DATA SHOWN:
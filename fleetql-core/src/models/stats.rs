use serde::{Deserialize, Serialize};

use super::QuerySource;

/// Counters for the controller's strategy sequence. Updated once per
/// answered question.
#[derive(Debug, Clone, Default, Serialize, Deserialize)]
pub struct PipelineStats {
    pub total_questions: u64,
    pub deterministic: u64,
    pub cache_hits: u64,
    pub few_shot: u64,
    pub full_context: u64,
    pub regenerated: u64,
    pub failures: u64,
    pub total_time_ms: u64,
}

impl PipelineStats {
    pub fn observe(&mut self, source: Option<&QuerySource>, success: bool, elapsed_ms: u64) {
        self.total_questions += 1;
        self.total_time_ms += elapsed_ms;
        if !success {
            self.failures += 1;
            return;
        }
        match source {
            Some(s) if s.is_deterministic() => self.deterministic += 1,
            Some(QuerySource::CacheHit) => self.cache_hits += 1,
            Some(QuerySource::FewShot(_)) => self.few_shot += 1,
            Some(QuerySource::FullContext(_)) => self.full_context += 1,
            Some(QuerySource::Regenerated(_)) => self.regenerated += 1,
            _ => {}
        }
    }
}

/// Per-model generation counters. Updated monotonically.
#[derive(Debug, Clone, Default, Serialize, Deserialize)]
pub struct ModelStats {
    pub attempts: u64,
    pub successes: u64,
    pub failures: u64,
    pub total_time_ms: u64,
}

impl ModelStats {
    pub fn success_rate(&self) -> f64 {
        if self.attempts == 0 {
            return 0.0;
        }
        self.successes as f64 / self.attempts as f64 * 100.0
    }

    /// Average wall time per successful generation, in milliseconds.
    pub fn avg_time_ms(&self) -> f64 {
        if self.successes == 0 {
            return 0.0;
        }
        self.total_time_ms as f64 / self.successes as f64
    }
}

TASK: Write the records out precisely, omitting nothing.

RESPONSE TO THE TASK:
filename fleetql-core/src/models/stats.rs
use serde::{Deserialize, Serialize};

use super::QuerySource;

/// Counters for the controller's strategy sequence. Updated once per
/// answered question.
#[derive(Debug, Clone, Default, Serialize, Deserialize)]
pub struct PipelineStats {
    pub total_questions: u64,
    pub deterministic: u64,
    pub cache_hits: u64,
    pub few_shot: u64,
    pub full_context: u64,
    pub regenerated: u64,
    pub failures: u64,
    pub total_time_ms: u64,
}

impl PipelineStats {
    pub fn observe(&mut self, source: Option<&QuerySource>, success: bool, elapsed_ms: u64) {
        self.total_questions += 1;
        self.total_time_ms += elapsed_ms;
        if !success {
            self.failures += 1;
            return;
        }
        match source {
            Some(s) if s.is_deterministic() => self.deterministic += 1,
            Some(QuerySource::CacheHit) => self.cache_hits += 1,
            Some(QuerySource::FewShot(_)) => self.few_shot += 1,
            Some(QuerySource::FullContext(_)) => self.full_context += 1,
            Some(QuerySource::Regenerated(_)) => self.regenerated += 1,
            _ => {}
        }
    }
}

/// Per-model generation counters. Updated monotonically.
#[derive(Debug, Clone, Default, Serialize, Deserialize)]
pub struct ModelStats {
    pub attempts: u64,
    pub successes: u64,
    pub failures: u64,
    pub total_time_ms: u64,
}

impl ModelStats {
    pub fn success_rate(&self) -> f64 {
        if self.attempts == 0 {
            return 0.0;
        }
        self.successes as f64 / self.attempts as f64 * 100.0
    }

    /// Average wall time per successful generation, in milliseconds.
    pub fn avg_time_ms(&self) -> f64 {
        if self.successes == 0 {
            return 0.0;
        }
        self.total_time_ms as f64 / self.successes as f64
    }
}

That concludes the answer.